[EXCERPTED DATA]
%%

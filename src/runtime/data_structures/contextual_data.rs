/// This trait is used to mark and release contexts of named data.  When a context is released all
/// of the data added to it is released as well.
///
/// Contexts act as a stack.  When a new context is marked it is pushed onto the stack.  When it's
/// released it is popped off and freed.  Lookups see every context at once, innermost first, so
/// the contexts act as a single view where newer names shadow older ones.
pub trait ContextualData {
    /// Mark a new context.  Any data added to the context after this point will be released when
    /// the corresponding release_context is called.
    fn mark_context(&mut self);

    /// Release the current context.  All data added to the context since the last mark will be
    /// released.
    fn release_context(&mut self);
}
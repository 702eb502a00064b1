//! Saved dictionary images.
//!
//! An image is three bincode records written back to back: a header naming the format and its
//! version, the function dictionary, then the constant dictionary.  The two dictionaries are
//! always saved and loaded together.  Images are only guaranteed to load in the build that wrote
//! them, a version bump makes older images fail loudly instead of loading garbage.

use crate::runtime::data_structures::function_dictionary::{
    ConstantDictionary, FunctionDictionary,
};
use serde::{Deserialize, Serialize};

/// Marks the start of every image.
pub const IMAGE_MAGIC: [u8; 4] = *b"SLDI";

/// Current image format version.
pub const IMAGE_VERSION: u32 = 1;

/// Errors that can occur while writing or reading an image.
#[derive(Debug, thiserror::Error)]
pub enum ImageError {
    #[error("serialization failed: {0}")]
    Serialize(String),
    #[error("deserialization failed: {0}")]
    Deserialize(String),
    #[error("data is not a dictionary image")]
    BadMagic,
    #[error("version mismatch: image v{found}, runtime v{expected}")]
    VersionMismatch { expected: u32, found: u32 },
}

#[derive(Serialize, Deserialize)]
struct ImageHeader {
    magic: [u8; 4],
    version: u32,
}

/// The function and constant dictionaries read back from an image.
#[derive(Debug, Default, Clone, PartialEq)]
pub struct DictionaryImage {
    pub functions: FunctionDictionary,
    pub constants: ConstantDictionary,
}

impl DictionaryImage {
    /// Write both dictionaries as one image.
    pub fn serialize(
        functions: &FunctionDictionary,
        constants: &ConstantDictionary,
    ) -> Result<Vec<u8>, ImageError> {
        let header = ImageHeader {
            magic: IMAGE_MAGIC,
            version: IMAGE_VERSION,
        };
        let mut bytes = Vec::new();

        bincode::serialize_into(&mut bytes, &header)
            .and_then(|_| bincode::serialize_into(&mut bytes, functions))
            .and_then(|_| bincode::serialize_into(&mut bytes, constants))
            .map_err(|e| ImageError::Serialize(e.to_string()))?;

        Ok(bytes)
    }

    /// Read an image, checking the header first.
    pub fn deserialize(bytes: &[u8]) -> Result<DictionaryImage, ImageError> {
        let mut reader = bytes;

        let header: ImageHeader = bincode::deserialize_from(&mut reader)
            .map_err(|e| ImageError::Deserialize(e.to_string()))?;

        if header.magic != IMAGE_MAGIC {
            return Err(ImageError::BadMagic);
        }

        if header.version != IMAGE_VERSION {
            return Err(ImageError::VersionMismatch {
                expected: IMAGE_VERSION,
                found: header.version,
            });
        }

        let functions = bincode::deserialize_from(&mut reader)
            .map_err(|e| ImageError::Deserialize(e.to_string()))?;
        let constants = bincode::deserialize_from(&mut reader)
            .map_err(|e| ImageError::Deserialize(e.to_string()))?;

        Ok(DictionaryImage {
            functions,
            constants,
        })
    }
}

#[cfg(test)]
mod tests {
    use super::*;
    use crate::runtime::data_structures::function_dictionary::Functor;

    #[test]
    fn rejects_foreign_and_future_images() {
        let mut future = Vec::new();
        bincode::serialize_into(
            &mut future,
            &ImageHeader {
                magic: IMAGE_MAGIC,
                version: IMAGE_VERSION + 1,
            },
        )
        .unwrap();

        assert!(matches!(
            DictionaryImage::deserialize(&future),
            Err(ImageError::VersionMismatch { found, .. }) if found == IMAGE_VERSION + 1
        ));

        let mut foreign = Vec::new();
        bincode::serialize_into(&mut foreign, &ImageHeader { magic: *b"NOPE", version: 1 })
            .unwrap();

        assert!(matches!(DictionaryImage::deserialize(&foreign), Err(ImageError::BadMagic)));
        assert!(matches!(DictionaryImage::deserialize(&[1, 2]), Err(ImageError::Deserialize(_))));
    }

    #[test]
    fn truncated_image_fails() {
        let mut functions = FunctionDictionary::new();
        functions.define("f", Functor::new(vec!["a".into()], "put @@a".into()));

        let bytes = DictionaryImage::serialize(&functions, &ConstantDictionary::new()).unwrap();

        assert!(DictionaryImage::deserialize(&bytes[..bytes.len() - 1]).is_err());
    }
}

%%
%%

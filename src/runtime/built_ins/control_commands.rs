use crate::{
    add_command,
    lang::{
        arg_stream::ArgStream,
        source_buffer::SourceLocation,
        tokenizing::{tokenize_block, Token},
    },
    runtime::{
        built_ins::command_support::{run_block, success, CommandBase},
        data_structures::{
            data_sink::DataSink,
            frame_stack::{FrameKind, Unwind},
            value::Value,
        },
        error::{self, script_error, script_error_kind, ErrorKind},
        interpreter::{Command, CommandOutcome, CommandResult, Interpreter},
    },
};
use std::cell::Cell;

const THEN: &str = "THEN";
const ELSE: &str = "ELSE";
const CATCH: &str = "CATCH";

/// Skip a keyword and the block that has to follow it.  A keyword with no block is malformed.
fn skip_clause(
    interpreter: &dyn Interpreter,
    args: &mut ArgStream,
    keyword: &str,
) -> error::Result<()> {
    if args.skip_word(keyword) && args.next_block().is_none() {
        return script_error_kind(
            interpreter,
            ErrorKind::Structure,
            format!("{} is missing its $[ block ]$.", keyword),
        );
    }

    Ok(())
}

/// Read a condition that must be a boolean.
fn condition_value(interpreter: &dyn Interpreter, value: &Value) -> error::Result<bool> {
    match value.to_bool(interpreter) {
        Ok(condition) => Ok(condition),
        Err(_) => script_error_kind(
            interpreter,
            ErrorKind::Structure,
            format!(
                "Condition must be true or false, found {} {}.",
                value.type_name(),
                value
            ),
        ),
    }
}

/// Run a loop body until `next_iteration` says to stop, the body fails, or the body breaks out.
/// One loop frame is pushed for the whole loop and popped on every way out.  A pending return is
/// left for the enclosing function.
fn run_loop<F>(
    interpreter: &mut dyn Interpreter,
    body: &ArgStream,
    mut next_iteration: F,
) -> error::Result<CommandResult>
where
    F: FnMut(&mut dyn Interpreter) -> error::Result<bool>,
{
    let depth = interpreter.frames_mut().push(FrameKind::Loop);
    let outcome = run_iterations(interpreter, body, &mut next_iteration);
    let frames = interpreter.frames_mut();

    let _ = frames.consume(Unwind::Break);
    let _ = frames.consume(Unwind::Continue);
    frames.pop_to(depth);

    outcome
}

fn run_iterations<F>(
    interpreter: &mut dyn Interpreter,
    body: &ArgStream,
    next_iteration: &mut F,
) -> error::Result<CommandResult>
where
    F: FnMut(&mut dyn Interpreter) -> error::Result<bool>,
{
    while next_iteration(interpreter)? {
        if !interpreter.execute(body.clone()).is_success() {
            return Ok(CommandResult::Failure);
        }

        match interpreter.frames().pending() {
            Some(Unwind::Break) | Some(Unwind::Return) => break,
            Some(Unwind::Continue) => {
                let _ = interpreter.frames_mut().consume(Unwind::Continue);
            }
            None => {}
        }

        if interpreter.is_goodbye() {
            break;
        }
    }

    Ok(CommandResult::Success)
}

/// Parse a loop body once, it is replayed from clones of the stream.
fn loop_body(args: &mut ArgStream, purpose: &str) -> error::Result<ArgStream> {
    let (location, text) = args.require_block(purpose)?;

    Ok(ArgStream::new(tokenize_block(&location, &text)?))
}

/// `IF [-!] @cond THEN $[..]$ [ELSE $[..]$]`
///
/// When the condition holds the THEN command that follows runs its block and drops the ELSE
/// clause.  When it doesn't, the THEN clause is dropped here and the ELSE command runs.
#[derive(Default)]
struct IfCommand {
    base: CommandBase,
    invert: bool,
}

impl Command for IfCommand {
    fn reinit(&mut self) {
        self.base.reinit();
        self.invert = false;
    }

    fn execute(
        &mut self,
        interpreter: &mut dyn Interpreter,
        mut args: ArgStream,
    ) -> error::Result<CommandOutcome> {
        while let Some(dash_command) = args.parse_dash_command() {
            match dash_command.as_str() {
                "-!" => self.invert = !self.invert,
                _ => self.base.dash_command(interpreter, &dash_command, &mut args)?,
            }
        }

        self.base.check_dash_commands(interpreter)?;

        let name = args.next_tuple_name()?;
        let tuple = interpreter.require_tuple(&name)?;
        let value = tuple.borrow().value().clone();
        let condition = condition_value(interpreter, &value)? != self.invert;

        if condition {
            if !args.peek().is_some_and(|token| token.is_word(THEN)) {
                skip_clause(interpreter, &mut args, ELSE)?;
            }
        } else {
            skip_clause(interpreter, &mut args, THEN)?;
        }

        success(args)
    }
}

%%
%%

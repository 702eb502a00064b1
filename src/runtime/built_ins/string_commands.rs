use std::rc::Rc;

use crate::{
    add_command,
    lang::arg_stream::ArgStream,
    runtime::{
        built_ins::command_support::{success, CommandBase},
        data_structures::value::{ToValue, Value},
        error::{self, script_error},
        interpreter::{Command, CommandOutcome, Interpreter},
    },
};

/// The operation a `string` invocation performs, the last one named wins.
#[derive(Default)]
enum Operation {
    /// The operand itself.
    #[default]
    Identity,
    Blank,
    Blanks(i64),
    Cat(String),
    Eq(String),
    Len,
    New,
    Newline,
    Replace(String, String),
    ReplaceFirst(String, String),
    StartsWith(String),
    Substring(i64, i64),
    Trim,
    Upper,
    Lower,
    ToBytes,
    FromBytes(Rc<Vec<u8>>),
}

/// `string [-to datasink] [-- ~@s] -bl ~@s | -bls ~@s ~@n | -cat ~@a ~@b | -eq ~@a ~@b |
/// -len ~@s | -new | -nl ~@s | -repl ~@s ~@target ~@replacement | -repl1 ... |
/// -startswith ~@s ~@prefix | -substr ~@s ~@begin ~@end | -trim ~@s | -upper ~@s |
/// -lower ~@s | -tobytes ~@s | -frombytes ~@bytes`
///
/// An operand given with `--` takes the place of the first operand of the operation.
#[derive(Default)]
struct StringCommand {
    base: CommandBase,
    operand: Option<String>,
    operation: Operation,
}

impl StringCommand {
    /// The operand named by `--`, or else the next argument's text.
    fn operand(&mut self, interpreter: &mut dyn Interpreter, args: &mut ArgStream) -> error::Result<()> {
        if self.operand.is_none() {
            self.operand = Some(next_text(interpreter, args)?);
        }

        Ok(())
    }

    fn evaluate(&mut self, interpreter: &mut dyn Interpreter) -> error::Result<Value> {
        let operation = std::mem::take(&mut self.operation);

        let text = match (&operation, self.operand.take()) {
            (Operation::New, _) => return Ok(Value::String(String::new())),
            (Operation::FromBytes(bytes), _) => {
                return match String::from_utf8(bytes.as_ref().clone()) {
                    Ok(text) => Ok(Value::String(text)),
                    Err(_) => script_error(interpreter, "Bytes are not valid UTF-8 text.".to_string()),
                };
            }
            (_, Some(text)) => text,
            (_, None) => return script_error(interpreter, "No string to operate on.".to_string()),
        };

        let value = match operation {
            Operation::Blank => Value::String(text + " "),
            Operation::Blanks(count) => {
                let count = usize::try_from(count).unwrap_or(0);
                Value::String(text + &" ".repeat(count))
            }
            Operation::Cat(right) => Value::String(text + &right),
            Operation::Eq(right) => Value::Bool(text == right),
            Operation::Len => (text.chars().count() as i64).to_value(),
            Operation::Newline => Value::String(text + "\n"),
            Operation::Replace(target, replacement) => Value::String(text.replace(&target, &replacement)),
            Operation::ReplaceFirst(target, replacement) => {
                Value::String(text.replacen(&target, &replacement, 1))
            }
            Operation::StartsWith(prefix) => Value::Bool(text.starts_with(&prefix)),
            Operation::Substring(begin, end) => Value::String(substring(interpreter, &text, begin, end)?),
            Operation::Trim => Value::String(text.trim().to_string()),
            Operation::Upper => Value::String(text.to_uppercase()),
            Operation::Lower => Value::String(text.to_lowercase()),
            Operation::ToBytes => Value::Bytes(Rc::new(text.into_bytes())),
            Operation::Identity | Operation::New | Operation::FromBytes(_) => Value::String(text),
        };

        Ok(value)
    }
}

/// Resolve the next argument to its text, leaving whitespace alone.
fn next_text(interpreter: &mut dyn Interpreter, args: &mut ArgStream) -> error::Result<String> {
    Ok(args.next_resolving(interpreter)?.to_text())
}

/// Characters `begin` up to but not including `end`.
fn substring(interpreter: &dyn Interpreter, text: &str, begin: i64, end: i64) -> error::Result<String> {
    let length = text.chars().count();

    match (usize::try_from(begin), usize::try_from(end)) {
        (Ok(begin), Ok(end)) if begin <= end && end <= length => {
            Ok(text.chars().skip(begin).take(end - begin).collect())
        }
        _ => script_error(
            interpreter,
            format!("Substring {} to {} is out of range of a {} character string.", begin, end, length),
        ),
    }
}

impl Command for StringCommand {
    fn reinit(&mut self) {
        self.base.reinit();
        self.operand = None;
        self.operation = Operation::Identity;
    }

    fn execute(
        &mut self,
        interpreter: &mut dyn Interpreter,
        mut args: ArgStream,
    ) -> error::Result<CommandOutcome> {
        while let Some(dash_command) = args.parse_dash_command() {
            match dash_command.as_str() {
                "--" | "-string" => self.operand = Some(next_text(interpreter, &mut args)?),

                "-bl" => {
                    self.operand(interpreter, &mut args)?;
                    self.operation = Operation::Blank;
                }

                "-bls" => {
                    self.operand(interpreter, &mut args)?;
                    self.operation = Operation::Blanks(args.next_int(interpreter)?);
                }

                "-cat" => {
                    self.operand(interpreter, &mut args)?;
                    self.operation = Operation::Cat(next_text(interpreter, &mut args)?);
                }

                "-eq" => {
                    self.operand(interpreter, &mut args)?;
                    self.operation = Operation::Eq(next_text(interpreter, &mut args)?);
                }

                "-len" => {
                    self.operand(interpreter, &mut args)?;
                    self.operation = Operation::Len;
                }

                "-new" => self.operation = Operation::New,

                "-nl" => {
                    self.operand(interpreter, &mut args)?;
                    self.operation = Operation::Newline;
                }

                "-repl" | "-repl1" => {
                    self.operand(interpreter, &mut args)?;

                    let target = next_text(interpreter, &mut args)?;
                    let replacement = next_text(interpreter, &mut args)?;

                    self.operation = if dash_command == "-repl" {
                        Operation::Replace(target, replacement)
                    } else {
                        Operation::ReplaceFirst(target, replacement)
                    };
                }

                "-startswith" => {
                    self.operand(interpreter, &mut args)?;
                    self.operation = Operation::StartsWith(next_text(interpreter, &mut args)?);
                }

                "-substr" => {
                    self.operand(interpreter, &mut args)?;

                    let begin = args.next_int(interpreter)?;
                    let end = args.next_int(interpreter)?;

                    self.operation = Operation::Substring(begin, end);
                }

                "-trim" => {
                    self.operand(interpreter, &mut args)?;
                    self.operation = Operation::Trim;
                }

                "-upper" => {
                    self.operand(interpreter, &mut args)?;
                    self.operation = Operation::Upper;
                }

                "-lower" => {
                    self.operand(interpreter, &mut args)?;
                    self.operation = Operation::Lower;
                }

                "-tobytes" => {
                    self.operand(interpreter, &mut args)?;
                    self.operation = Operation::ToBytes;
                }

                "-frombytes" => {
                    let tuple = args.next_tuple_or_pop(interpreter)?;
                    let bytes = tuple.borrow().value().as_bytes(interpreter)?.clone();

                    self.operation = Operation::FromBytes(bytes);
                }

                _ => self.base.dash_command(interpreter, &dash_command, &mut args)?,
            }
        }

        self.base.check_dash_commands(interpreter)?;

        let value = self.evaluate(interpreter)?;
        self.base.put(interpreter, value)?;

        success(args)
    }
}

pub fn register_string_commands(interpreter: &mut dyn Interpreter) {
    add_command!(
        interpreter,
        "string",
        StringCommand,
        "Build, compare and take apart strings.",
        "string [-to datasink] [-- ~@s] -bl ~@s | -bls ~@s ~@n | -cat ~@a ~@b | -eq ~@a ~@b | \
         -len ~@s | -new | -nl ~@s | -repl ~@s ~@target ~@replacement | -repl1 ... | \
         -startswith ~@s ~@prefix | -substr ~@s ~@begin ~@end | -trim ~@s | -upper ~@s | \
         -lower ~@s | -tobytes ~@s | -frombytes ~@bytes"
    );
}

%%

Going back to the entries above, set down exactly the lines that begin at the one with "filename src/runtime/data_structures/contextual_data.rs" and end at the one with "two dictionaries are", both included, and nothing else.

[OUTPUT OF THE TASK]
filename src/runtime/data_structures/contextual_data.rs
/// This trait is used to mark and release contexts of named data.  When a context is released all
/// of the data added to it is released as well.
///
/// Contexts act as a stack.  When a new context is marked it is pushed onto the stack.  When it's
/// released it is popped off and freed.  Lookups see every context at once, innermost first, so
/// the contexts act as a single view where newer names shadow older ones.
pub trait ContextualData {
    /// Mark a new context.  Any data added to the context after this point will be released when
    /// the corresponding release_context is called.
    fn mark_context(&mut self);

    /// Release the current context.  All data added to the context since the last mark will be
    /// released.
    fn release_context(&mut self);
}
repository 702eb502a00064b1
//! Saved dictionary images.
//!
//! An image is three bincode records written back to back: a header naming the format and its
//! version, the function dictionary, then the constant dictionary.  The two dictionaries are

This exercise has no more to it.